Stored data:
--- START ---

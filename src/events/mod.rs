use rust_decimal::Decimal;
use serde::{Deserialize, Serialize};
use tokio::sync::mpsc;
use tracing::{info, warn};
use uuid::Uuid;

use crate::entities::{order::OrderStatus, payment::PaymentStatus};

#[derive(Debug, Clone)]
pub struct EventSender {
    sender: mpsc::Sender<Event>,
}

impl EventSender {
    /// Creates a new EventSender
    pub fn new(sender: mpsc::Sender<Event>) -> Self {
        Self { sender }
    }

    /// Sends an event asynchronously
    pub async fn send(&self, event: Event) -> Result<(), String> {
        self.sender
            .send(event)
            .await
            .map_err(|e| format!("Failed to send event: {}", e))
    }

    /// Sends an event, logging instead of failing when the channel is closed.
    pub async fn send_or_log(&self, event: Event) {
        if let Err(e) = self.send(event).await {
            warn!(error = %e, "dropping domain event");
        }
    }
}

/// Domain events emitted after the owning transaction commits.
#[derive(Debug, Clone, PartialEq, Serialize, Deserialize)]
pub enum Event {
    OrderCreated {
        order_id: Uuid,
        payment_id: Uuid,
        total: Decimal,
    },
    OrderCancelled(Uuid),
    OrderStatusChanged {
        order_id: Uuid,
        old_status: OrderStatus,
        new_status: OrderStatus,
    },
    StockAdjusted {
        product_id: Uuid,
        variant_id: Option<Uuid>,
        delta: i32,
        new_stock: i32,
    },
    PaymentCreated {
        payment_id: Uuid,
        reference_id: String,
        payment_method: String,
    },
    PaymentStatusChanged {
        payment_id: Uuid,
        old_status: PaymentStatus,
        new_status: PaymentStatus,
    },
}

pub async fn process_events(mut rx: mpsc::Receiver<Event>) {
    info!("Starting event processing loop");

    while let Some(event) = rx.recv().await {
        match &event {
            Event::OrderCreated {
                order_id,
                payment_id,
                total,
            } => info!(%order_id, %payment_id, %total, "order created"),
            Event::OrderCancelled(order_id) => info!(%order_id, "order cancelled"),
            Event::OrderStatusChanged {
                order_id,
                old_status,
                new_status,
            } => info!(%order_id, %old_status, %new_status, "order status changed"),
            Event::StockAdjusted {
                product_id,
                variant_id,
                delta,
                new_stock,
            } => {
                if *new_stock == 0 {
                    warn!(%product_id, ?variant_id, "stock depleted");
                }
                info!(%product_id, ?variant_id, delta, new_stock, "stock adjusted")
            }
            Event::PaymentCreated {
                payment_id,
                reference_id,
                payment_method,
            } => info!(%payment_id, %reference_id, %payment_method, "payment created"),
            Event::PaymentStatusChanged {
                payment_id,
                old_status,
                new_status,
            } => info!(%payment_id, %old_status, %new_status, "payment status changed"),
        }
    }

    info!("Event channel closed; stopping event processing loop");
}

--- END ---

Exercise instructions: The line containing "owning transaction commits." marks the end: copy exactly every line from the top of the data above down to it, that line included.

Response for this exercise:
filename src/events/mod.rs
use rust_decimal::Decimal;
use serde::{Deserialize, Serialize};
use tokio::sync::mpsc;
use tracing::{info, warn};
use uuid::Uuid;

use crate::entities::{order::OrderStatus, payment::PaymentStatus};

#[derive(Debug, Clone)]
pub struct EventSender {
    sender: mpsc::Sender<Event>,
}

impl EventSender {
    /// Creates a new EventSender
    pub fn new(sender: mpsc::Sender<Event>) -> Self {
        Self { sender }
    }

    /// Sends an event asynchronously
    pub async fn send(&self, event: Event) -> Result<(), String> {
        self.sender
            .send(event)
            .await
            .map_err(|e| format!("Failed to send event: {}", e))
    }

    /// Sends an event, logging instead of failing when the channel is closed.
    pub async fn send_or_log(&self, event: Event) {
        if let Err(e) = self.send(event).await {
            warn!(error = %e, "dropping domain event");
        }
    }
}

/// Domain events emitted after the owning transaction commits.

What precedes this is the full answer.